(Exercise inputs)
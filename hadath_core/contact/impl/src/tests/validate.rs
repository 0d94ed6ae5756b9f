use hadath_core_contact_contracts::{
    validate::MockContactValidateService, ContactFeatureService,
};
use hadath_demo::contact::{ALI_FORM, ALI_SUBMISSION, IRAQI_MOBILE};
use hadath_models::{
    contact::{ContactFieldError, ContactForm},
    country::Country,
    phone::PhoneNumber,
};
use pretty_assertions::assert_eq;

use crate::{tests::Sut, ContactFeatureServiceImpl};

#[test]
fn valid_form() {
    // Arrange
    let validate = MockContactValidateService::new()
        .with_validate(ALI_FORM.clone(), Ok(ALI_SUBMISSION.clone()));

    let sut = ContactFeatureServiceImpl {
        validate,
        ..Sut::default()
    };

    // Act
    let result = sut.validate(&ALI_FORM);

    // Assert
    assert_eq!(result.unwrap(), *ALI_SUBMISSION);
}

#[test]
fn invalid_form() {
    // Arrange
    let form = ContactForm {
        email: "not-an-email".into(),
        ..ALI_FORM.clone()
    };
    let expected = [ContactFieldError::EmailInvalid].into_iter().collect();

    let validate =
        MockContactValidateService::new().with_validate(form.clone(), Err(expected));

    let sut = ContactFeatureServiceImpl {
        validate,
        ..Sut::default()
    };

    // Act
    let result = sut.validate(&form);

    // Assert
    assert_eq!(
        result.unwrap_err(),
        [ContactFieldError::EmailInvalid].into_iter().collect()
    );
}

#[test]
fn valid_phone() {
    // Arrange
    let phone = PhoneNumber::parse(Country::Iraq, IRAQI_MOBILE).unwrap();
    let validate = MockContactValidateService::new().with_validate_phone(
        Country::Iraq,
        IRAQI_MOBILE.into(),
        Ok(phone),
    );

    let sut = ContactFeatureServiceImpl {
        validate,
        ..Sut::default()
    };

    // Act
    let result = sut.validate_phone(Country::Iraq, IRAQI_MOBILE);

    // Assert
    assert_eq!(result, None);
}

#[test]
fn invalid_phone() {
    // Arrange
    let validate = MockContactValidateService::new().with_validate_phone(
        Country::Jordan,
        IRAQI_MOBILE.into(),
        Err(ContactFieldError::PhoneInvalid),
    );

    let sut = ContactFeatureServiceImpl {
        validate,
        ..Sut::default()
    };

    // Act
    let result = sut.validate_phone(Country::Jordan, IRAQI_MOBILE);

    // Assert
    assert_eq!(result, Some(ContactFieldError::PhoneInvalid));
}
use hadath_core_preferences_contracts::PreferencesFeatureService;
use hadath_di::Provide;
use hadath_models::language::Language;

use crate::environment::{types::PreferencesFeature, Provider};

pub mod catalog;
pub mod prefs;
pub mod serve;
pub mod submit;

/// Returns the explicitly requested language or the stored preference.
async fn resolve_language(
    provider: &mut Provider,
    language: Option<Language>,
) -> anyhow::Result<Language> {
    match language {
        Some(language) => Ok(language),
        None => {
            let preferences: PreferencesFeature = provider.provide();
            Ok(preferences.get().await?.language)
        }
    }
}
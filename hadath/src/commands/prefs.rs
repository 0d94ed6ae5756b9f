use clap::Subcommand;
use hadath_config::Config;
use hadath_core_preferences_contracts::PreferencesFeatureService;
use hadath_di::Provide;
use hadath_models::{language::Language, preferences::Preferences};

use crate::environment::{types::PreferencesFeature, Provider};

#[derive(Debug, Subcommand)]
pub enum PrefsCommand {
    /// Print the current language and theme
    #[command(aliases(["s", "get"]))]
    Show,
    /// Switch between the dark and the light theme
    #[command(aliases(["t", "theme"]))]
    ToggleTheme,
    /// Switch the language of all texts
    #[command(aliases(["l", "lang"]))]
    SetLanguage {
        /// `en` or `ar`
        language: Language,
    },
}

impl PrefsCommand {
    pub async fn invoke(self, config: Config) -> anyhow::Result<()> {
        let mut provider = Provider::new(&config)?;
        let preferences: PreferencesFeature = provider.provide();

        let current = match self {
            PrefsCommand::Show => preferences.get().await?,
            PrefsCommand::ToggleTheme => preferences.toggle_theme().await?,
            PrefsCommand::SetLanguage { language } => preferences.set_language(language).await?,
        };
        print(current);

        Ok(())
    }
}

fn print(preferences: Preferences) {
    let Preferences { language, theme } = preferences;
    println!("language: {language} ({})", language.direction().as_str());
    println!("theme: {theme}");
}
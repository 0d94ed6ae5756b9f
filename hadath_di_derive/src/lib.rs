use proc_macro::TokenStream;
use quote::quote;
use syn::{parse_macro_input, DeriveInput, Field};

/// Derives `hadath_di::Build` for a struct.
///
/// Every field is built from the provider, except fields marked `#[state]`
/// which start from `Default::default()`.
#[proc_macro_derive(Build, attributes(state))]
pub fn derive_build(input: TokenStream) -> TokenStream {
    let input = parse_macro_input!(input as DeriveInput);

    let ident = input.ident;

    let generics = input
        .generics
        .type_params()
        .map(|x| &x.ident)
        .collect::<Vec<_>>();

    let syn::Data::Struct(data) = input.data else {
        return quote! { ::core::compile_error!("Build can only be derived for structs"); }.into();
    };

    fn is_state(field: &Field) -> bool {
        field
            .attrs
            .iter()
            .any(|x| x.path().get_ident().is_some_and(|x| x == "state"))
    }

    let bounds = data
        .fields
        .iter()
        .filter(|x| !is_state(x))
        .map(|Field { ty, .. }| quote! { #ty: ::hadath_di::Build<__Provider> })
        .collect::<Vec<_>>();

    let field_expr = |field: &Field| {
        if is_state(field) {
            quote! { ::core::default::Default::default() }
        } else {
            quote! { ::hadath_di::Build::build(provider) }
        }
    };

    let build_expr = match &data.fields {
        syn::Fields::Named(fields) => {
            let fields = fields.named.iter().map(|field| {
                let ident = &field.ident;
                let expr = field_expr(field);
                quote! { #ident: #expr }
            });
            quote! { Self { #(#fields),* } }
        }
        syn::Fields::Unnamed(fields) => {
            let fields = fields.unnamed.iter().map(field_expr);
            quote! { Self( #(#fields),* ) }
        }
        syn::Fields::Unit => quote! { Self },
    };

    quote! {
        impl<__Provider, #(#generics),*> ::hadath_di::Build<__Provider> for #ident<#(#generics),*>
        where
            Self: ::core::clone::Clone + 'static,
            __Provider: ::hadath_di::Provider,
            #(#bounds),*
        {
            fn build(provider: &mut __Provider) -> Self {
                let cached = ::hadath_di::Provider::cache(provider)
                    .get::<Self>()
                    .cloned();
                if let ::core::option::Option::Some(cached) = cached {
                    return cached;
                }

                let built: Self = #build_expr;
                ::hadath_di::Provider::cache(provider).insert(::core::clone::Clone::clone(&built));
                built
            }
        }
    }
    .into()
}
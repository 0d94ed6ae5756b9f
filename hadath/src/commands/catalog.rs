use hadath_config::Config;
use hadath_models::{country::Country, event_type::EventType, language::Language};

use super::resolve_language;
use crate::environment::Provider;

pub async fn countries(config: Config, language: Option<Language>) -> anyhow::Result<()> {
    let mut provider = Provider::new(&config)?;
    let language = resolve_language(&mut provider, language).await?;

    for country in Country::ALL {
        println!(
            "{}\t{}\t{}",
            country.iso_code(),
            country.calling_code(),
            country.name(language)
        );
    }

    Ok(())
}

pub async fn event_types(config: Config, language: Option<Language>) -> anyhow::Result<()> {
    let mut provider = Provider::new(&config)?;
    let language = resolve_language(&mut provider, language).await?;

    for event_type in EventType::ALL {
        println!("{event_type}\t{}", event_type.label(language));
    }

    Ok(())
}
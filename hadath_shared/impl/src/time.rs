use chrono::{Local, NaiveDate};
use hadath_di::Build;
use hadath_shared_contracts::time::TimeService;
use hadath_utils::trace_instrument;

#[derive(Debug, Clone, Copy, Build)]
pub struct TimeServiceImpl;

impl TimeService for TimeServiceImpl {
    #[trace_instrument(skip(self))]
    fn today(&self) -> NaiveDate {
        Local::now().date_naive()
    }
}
(End Exercise inputs)
(Exercise inputs)
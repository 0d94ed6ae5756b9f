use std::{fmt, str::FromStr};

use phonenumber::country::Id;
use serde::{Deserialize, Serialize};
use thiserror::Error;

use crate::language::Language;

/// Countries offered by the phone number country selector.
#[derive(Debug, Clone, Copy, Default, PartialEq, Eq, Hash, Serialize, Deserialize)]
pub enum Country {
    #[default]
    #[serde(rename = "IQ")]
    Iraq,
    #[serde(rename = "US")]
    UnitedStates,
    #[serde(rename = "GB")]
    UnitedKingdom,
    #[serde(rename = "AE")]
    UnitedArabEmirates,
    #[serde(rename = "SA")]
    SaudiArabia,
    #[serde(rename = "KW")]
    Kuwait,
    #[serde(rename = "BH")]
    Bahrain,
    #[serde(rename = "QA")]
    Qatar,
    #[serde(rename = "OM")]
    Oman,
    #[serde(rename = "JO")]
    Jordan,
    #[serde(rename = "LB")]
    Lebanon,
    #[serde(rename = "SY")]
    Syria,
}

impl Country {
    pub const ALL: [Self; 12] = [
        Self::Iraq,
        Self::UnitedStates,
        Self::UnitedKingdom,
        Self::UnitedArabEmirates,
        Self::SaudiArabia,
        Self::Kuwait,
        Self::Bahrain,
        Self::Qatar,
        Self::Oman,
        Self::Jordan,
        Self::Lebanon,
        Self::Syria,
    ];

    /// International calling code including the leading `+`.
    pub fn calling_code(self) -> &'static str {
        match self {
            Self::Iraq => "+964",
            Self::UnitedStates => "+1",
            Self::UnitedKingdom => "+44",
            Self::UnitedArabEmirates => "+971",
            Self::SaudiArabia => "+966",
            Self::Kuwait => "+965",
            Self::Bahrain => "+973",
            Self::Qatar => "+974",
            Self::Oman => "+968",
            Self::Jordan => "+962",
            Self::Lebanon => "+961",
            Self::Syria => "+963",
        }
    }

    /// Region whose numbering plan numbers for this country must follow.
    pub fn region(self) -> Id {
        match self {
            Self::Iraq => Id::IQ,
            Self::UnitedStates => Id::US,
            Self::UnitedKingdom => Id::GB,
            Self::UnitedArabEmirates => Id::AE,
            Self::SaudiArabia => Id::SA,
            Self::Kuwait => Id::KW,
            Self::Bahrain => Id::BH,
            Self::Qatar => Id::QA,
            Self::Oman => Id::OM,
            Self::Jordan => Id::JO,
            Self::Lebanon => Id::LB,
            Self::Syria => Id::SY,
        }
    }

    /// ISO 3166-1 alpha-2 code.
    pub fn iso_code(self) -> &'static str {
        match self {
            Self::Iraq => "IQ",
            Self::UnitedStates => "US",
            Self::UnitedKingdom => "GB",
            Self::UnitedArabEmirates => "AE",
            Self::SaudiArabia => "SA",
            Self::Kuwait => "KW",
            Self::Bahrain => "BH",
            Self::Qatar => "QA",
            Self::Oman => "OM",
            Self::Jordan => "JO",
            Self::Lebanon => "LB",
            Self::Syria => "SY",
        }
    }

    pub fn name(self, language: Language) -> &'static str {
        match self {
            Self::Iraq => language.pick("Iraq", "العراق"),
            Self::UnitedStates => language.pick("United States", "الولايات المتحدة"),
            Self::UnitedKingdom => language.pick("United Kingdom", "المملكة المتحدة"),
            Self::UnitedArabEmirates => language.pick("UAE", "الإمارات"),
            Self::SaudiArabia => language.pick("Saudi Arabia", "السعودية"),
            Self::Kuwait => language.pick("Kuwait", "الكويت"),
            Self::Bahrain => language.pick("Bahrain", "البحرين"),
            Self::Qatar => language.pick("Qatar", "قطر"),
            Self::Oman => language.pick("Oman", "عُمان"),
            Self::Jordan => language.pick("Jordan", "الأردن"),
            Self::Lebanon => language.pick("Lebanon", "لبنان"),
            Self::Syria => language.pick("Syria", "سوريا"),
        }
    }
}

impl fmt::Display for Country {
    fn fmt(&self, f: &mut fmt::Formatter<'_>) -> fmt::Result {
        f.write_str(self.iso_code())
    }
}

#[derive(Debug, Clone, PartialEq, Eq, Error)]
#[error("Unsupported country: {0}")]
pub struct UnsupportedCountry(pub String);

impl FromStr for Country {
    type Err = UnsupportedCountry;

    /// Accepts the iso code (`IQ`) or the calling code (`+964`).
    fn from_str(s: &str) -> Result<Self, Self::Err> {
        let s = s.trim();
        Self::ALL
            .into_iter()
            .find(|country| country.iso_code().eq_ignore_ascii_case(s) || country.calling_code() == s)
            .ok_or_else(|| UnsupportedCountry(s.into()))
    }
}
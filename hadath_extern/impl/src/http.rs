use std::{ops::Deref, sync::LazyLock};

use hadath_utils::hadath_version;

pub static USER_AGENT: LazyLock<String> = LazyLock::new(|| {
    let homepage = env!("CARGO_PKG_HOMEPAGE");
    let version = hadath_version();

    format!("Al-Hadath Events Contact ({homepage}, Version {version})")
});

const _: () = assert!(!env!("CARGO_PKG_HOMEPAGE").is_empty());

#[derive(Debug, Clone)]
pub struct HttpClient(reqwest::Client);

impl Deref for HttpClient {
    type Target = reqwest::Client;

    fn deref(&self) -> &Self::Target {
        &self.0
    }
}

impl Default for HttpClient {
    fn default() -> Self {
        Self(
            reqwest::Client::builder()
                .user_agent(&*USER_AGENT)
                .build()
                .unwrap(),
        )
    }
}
(End Exercise inputs)
Exercise aim — Starting at the line that has "pub struct HttpClient(reqwest::Client);" in the records above, restate word for word every line until the one that has "reqwest::Client::builder()", and include that one as well.

Answer section —
pub struct HttpClient(reqwest::Client);

impl Deref for HttpClient {
    type Target = reqwest::Client;

    fn deref(&self) -> &Self::Target {
        &self.0
    }
}

impl Default for HttpClient {
    fn default() -> Self {
        Self(
            reqwest::Client::builder()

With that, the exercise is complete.